EXERCISE INSTRUCTIONS:
Lines from the top of the entries down to the line with "filename fuzz/fuzz_targets/index_h265.rs" must be set down exactly as they stand, with both ends retained.

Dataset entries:
::::

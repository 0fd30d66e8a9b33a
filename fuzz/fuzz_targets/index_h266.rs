// Copyright 2024 The ChromiumOS Authors
// Use of this source code is governed by a BSD-style license that can be
// found in the LICENSE file.

#![no_main]

use annexb_index::Codec;
use annexb_index::IndexerConfig;
use annexb_index::StreamIndexer;
use libfuzzer_sys::fuzz_target;

fuzz_target!(|data: &[u8]| {
    let config = IndexerConfig {
        codec: Some(Codec::Vvc),
        trace: true,
        ..Default::default()
    };

    if let Ok(index) = StreamIndexer::new(config).index_bytes(data) {
        for display_idx in 0..index.frames.len() {
            let _ = index.seek(display_idx);
        }
    }
});
// Copyright 2024 The ChromiumOS Authors
// Use of this source code is governed by a BSD-style license that can be
// found in the LICENSE file.

#![no_main]

use annexb_index::Codec;
use annexb_index::IndexerConfig;
use annexb_index::StreamIndexer;
use libfuzzer_sys::fuzz_target;

fuzz_target!(|data: &[u8]| {
    let config = IndexerConfig {
        codec: Some(Codec::Avc),
        trace: true,
        ..Default::default()
    };

    if let Ok(index) = StreamIndexer::new(config).index_bytes(data) {
        for display_idx in 0..index.frames.len() {
            let _ = index.seek(display_idx);
        }
    }
});
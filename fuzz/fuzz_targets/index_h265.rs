// Copyright 2024 The ChromiumOS Authors
// Use of this source code is governed by a BSD-style license that can be
// found in the LICENSE file.

#![no_main]

use annexb_index::Codec;
use annexb_index::IndexerConfig;
use annexb_index::StreamIndexer;
use libfuzzer_sys::fuzz_target;

fuzz_target!(|data: &[u8]| {
    let config = IndexerConfig {
        codec: Some(Codec::Hevc),
        trace: true,
        ..Default::default()
    };

    if let Ok(index) = StreamIndexer::new(config).index_bytes(data) {
        for display_idx in 0..index.frames.len() {
            let _ = index.seek(display_idx);
        }
    }
});
impl Sps {
    /// Returns the coded width of the stream.
    ///
    /// See 7-13 through 7-17.
    pub const fn width(&self) -> u32 {
        (self.pic_width_in_mbs_minus1 as u32 + 1) * 16
    }

    /// Returns the coded height of the stream.
    ///
    /// See 7-13 through 7-17.
    pub const fn height(&self) -> u32 {
        (self.pic_height_in_map_units_minus1 as u32 + 1)
            * 16
            * (2 - self.frame_mbs_only_flag as u32)
    }

    /// Returns `ChromaArrayType`, see 7.4.2.1.1.
    pub const fn chroma_array_type(&self) -> u8 {
        match self.separate_colour_plane_flag {
            false => self.chroma_format_idc,
            true => 0,
        }
    }

    /// Returns `SubWidthC` and `SubHeightC`.
    ///
    /// See table 6-1.
    fn sub_width_height_c(&self) -> (u32, u32) {
        match (self.chroma_format_idc, self.separate_colour_plane_flag) {
            (1, false) => (2, 2),
            (2, false) => (2, 1),
            (3, false) => (1, 1),
            // undefined.
            _ => (1, 1),
        }
    }

    /// Returns `CropUnitX` and `CropUnitY`.
    ///
    /// See 7-19 through 7-22.
    fn crop_unit_x_y(&self) -> (u32, u32) {
        match self.chroma_array_type() {
            0 => (1, 2 - u32::from(self.frame_mbs_only_flag)),
            _ => {
                let (sub_width_c, sub_height_c) = self.sub_width_height_c();
                (
                    sub_width_c,
                    sub_height_c * (2 - u32::from(self.frame_mbs_only_flag)),
                )
            }
        }
    }

    /// Same as MaxFrameNum. See 7-10.
    pub fn max_frame_num(&self) -> u32 {
        1 << (self.log2_max_frame_num_minus4 + 4)
    }

    /// Same as MaxPicOrderCntLsb. See 7-11.
    pub fn max_pic_order_cnt_lsb(&self) -> u32 {
        1 << (self.log2_max_pic_order_cnt_lsb_minus4 + 4)
    }

    /// Frames per second from the VUI timing information.
    ///
    /// A progressive frame lasts two clock ticks. Streams that may carry
    /// fields report one picture per clock tick.
    pub fn frame_rate(&self) -> Option<Ratio> {
        let vui = &self.vui_parameters;
        if !self.vui_parameters_present_flag
            || !vui.timing_info_present_flag
            || vui.num_units_in_tick == 0
            || vui.time_scale == 0
        {
            return None;
        }

        let ticks_per_frame = if self.frame_mbs_only_flag { 2 } else { 1 };
        Some(Ratio::new(
            u64::from(vui.time_scale),
            ticks_per_frame * u64::from(vui.num_units_in_tick),
        ))
    }

    pub fn stream_info(&self) -> StreamInfo {
        let (width, height) = self.visible_size();
        let vui = &self.vui_parameters;
        let sample_aspect_ratio = if self.vui_parameters_present_flag
            && vui.aspect_ratio_info_present_flag
        {
            sample_aspect_ratio(vui.aspect_ratio_idc, vui.sar_width, vui.sar_height)
        } else {
            None
        };

        StreamInfo {
            coded_size: Resolution {
                width: self.width(),
                height: self.height(),
            },
            display_size: Resolution { width, height },
            pixel_format: PixelFormat::new(
                self.chroma_format_idc,
                self.bit_depth_luma_minus8 + 8,
                self.bit_depth_chroma_minus8 + 8,
            ),
            profile_idc: self.profile_idc,
            level_idc: self.level_idc as u8,
            frame_rate: self.frame_rate(),
            sample_aspect_ratio,
        }
    }

    /// Returns the visible width and height, once the cropping window is
    /// applied.
    pub fn visible_size(&self) -> (u32, u32) {
        if !self.frame_cropping_flag {
            return (self.width(), self.height());
        }

        let (crop_unit_x, crop_unit_y) = self.crop_unit_x_y();
        (
            self.width()
                - crop_unit_x * (self.frame_crop_left_offset + self.frame_crop_right_offset),
            self.height()
                - crop_unit_y * (self.frame_crop_top_offset + self.frame_crop_bottom_offset),
        )
    }

    fn parse(r: &mut BitReader) -> Result<Self, ParseError> {
        let mut sps = Sps {
            profile_idc: r.u("profile_idc", 8)?,
            constraint_set_flags: r.u("constraint_set_flags", 6)?,
            ..Default::default()
        };

        r.u::<u32>("reserved_zero_2bits", 2)?;

        let level: u8 = r.u("level_idc", 8)?;
        sps.level_idc = Level::n(level)
            .ok_or_else(|| ParseError::InvalidValue(format!("unsupported level {}", level)))?;
        sps.seq_parameter_set_id = r.ue_max("seq_parameter_set_id", MAX_SPS_COUNT - 1)?;

        if matches!(
            sps.profile_idc,
            100 | 110 | 122 | 244 | 44 | 83 | 86 | 118 | 128 | 138 | 139 | 134 | 135
        ) {
            sps.chroma_format_idc = r.ue_max("chroma_format_idc", 3)?;
            if sps.chroma_format_idc == 3 {
                sps.separate_colour_plane_flag = r.flag("separate_colour_plane_flag")?;
            }

            sps.bit_depth_luma_minus8 = r.ue_max("bit_depth_luma_minus8", 6)?;
            sps.bit_depth_chroma_minus8 = r.ue_max("bit_depth_chroma_minus8", 6)?;
            sps.qpprime_y_zero_transform_bypass_flag =
                r.flag("qpprime_y_zero_transform_bypass_flag")?;
            sps.seq_scaling_matrix_present_flag = r.flag("seq_scaling_matrix_present_flag")?;

            if sps.seq_scaling_matrix_present_flag {
                parse_scaling_lists(
                    r,
                    "seq_scaling_list_present_flag",
                    sps.chroma_format_idc,
                    &mut sps.scaling_lists_4x4,
                    &mut sps.scaling_lists_8x8,
                )?;
            } else {
                fill_scaling_list_flat(&mut sps.scaling_lists_4x4, &mut sps.scaling_lists_8x8);
            }
        } else {
            sps.chroma_format_idc = 1;
            fill_scaling_list_flat(&mut sps.scaling_lists_4x4, &mut sps.scaling_lists_8x8);
        }

        sps.log2_max_frame_num_minus4 = r.ue_max("log2_max_frame_num_minus4", 12)?;

        sps.pic_order_cnt_type = r.ue_max("pic_order_cnt_type", 2)?;

        if sps.pic_order_cnt_type == 0 {
            sps.log2_max_pic_order_cnt_lsb_minus4 =
                r.ue_max("log2_max_pic_order_cnt_lsb_minus4", 12)?;
        } else if sps.pic_order_cnt_type == 1 {
            sps.delta_pic_order_always_zero_flag = r.flag("delta_pic_order_always_zero_flag")?;
            sps.offset_for_non_ref_pic = r.se("offset_for_non_ref_pic")?;
            sps.offset_for_top_to_bottom_field = r.se("offset_for_top_to_bottom_field")?;
            let num_ref_frames_in_pic_order_cnt_cycle: usize =
                r.ue_max("num_ref_frames_in_pic_order_cnt_cycle", 254)?;

            for _ in 0..num_ref_frames_in_pic_order_cnt_cycle {
                sps.offset_for_ref_frame.push(r.se("offset_for_ref_frame")?);
            }

            // (7-12)
            sps.expected_delta_per_pic_order_cnt_cycle = sps
                .offset_for_ref_frame
                .iter()
                .fold(0i32, |acc, offset| acc.wrapping_add(*offset));
        }

        sps.max_num_ref_frames = r.ue_max("max_num_ref_frames", DPB_MAX_SIZE)?;
        sps.gaps_in_frame_num_value_allowed_flag =
            r.flag("gaps_in_frame_num_value_allowed_flag")?;
        sps.pic_width_in_mbs_minus1 = r.ue("pic_width_in_mbs_minus1")?;
        sps.pic_height_in_map_units_minus1 = r.ue("pic_height_in_map_units_minus1")?;
        sps.frame_mbs_only_flag = r.flag("frame_mbs_only_flag")?;

        if !sps.frame_mbs_only_flag {
            sps.mb_adaptive_frame_field_flag = r.flag("mb_adaptive_frame_field_flag")?;
        }

        sps.direct_8x8_inference_flag = r.flag("direct_8x8_inference_flag")?;
        sps.frame_cropping_flag = r.flag("frame_cropping_flag")?;

        if sps.frame_cropping_flag {
            sps.frame_crop_left_offset = r.ue("frame_crop_left_offset")?;
            sps.frame_crop_right_offset = r.ue("frame_crop_right_offset")?;
            sps.frame_crop_top_offset = r.ue("frame_crop_top_offset")?;
            sps.frame_crop_bottom_offset = r.ue("frame_crop_bottom_offset")?;

            // Validate that cropping info is valid.
            let (crop_unit_x, crop_unit_y) = sps.crop_unit_x_y();

            let _ = sps
                .frame_crop_left_offset
                .checked_add(sps.frame_crop_right_offset)
                .and_then(|r| r.checked_mul(crop_unit_x))
                .and_then(|r| sps.width().checked_sub(r))
                .ok_or_else(|| ParseError::InvalidValue(String::from("invalid frame crop width")))?;

            let _ = sps
                .frame_crop_top_offset
                .checked_add(sps.frame_crop_bottom_offset)
                .and_then(|r| r.checked_mul(crop_unit_y))
                .and_then(|r| sps.height().checked_sub(r))
                .ok_or_else(|| {
                    ParseError::InvalidValue(String::from("invalid frame crop height"))
                })?;
        }

        sps.vui_parameters_present_flag = r.flag("vui_parameters_present_flag")?;
        if sps.vui_parameters_present_flag {
            sps.vui_parameters = VuiParams::parse(r)?;
        }

        Ok(sps)
    }
}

::::

EXPECTED ANSWER:
repository 0fd30d66e8a9b33a
filename fuzz/fuzz_targets/index_h266.rs
// Copyright 2024 The ChromiumOS Authors
// Use of this source code is governed by a BSD-style license that can be
// found in the LICENSE file.

#![no_main]

use annexb_index::Codec;
use annexb_index::IndexerConfig;
use annexb_index::StreamIndexer;
use libfuzzer_sys::fuzz_target;

fuzz_target!(|data: &[u8]| {
    let config = IndexerConfig {
        codec: Some(Codec::Vvc),
        trace: true,
        ..Default::default()
    };

    if let Ok(index) = StreamIndexer::new(config).index_bytes(data) {
        for display_idx in 0..index.frames.len() {
            let _ = index.seek(display_idx);
        }
    }
});
// Copyright 2024 The ChromiumOS Authors
// Use of this source code is governed by a BSD-style license that can be
// found in the LICENSE file.

#![no_main]

use annexb_index::Codec;
use annexb_index::IndexerConfig;
use annexb_index::StreamIndexer;
use libfuzzer_sys::fuzz_target;

fuzz_target!(|data: &[u8]| {
    let config = IndexerConfig {
        codec: Some(Codec::Avc),
        trace: true,
        ..Default::default()
    };

    if let Ok(index) = StreamIndexer::new(config).index_bytes(data) {
        for display_idx in 0..index.frames.len() {
            let _ = index.seek(display_idx);
        }
    }
});
filename fuzz/fuzz_targets/index_h265.rs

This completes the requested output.